┌────────

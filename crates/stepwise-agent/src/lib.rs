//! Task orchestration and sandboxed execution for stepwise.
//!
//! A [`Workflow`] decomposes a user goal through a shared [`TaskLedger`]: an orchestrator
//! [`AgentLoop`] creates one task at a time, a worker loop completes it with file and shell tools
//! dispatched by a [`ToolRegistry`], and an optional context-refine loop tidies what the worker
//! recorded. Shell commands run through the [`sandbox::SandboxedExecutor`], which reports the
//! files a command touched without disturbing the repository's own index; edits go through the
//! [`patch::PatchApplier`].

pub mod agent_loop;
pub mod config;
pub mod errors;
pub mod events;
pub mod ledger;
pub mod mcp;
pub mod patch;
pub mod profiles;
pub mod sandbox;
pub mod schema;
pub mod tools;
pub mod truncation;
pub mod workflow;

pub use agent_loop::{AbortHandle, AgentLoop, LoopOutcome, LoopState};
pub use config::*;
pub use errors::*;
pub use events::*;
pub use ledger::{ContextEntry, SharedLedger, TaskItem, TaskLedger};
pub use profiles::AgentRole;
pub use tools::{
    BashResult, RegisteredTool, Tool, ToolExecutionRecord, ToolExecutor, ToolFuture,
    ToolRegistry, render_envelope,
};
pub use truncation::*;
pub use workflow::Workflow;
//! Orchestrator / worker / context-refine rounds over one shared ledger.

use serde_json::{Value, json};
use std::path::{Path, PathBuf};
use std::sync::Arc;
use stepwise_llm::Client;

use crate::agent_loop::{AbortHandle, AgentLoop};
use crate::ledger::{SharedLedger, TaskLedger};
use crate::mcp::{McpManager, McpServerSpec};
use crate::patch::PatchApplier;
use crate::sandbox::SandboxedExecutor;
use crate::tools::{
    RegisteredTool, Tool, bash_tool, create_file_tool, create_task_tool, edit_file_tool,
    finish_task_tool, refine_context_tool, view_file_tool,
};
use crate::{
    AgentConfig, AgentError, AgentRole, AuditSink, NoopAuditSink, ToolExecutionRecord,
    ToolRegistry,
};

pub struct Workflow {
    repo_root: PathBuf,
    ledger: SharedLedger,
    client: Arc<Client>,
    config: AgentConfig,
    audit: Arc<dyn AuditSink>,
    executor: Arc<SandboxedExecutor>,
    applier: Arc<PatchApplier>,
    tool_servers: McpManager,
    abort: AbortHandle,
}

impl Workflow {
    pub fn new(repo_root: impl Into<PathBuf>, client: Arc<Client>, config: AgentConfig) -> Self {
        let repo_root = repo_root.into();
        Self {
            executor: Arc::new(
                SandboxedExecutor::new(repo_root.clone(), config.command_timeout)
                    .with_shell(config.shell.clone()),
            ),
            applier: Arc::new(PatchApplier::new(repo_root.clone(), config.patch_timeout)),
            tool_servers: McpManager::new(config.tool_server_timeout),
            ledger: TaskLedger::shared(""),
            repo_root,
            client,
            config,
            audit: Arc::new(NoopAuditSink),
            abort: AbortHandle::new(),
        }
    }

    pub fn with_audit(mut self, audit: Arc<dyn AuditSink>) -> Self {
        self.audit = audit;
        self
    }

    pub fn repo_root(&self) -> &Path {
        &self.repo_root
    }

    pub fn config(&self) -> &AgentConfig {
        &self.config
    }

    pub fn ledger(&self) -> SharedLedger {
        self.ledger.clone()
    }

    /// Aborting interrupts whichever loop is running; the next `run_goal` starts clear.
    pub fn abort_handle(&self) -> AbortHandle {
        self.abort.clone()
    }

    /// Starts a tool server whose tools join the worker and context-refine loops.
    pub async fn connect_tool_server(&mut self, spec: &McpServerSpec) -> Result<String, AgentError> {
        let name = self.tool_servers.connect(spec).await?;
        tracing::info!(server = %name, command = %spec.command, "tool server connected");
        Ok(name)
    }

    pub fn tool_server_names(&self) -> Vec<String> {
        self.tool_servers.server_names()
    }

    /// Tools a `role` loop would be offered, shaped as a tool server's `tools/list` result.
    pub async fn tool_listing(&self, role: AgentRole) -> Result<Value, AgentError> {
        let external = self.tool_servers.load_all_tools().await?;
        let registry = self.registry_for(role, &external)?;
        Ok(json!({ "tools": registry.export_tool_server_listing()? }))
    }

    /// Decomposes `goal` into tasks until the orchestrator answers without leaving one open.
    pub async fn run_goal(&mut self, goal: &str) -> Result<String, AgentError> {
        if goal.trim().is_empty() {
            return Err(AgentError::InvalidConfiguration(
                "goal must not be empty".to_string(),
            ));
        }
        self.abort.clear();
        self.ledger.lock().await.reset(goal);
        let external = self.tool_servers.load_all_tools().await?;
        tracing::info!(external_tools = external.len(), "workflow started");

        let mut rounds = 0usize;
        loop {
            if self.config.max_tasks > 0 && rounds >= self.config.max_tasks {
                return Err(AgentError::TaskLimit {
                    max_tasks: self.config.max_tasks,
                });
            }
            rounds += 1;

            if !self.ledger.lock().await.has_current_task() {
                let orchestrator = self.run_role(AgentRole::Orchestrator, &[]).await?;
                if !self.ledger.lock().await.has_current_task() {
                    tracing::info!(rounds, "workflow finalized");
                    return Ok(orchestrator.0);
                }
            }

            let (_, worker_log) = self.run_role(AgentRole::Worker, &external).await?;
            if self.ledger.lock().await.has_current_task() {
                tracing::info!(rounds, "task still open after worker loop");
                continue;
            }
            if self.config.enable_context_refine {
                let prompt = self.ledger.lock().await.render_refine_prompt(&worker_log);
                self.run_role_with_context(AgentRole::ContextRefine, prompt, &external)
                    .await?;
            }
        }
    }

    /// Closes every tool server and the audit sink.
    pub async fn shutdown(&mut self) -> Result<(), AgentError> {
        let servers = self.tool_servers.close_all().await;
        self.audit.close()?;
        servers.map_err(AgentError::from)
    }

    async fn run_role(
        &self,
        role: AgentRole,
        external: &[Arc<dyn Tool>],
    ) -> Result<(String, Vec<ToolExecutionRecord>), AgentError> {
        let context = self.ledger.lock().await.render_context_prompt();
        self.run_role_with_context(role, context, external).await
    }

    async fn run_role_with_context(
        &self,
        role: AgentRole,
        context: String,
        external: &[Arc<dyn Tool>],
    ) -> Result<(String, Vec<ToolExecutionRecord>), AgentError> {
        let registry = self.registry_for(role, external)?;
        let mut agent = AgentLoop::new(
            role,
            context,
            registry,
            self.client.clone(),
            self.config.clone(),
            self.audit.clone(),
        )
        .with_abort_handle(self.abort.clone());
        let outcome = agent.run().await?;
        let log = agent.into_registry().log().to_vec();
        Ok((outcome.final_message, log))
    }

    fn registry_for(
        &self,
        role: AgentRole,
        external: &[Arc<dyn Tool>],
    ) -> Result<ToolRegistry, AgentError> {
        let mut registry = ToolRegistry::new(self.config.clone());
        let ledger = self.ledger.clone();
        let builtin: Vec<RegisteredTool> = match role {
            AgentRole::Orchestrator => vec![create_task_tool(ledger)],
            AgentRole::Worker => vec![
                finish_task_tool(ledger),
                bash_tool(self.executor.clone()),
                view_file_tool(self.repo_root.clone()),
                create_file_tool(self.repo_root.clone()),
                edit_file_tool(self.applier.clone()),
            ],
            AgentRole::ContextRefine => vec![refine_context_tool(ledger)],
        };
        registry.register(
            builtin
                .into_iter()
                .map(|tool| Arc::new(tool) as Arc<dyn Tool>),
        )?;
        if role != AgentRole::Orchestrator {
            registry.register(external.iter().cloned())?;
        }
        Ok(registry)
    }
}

└────────

[WHAT THE TASK ASKS] Return the entries above unchanged, starting at the first line and stopping after the line with "pub mod mcp;".

[WRITTEN RESPONSE]
filename crates/stepwise-agent/src/lib.rs
//! Task orchestration and sandboxed execution for stepwise.
//!
//! A [`Workflow`] decomposes a user goal through a shared [`TaskLedger`]: an orchestrator
//! [`AgentLoop`] creates one task at a time, a worker loop completes it with file and shell tools
//! dispatched by a [`ToolRegistry`], and an optional context-refine loop tidies what the worker
//! recorded. Shell commands run through the [`sandbox::SandboxedExecutor`], which reports the
//! files a command touched without disturbing the repository's own index; edits go through the
//! [`patch::PatchApplier`].

pub mod agent_loop;
pub mod config;
pub mod errors;
pub mod events;
pub mod ledger;
pub mod mcp;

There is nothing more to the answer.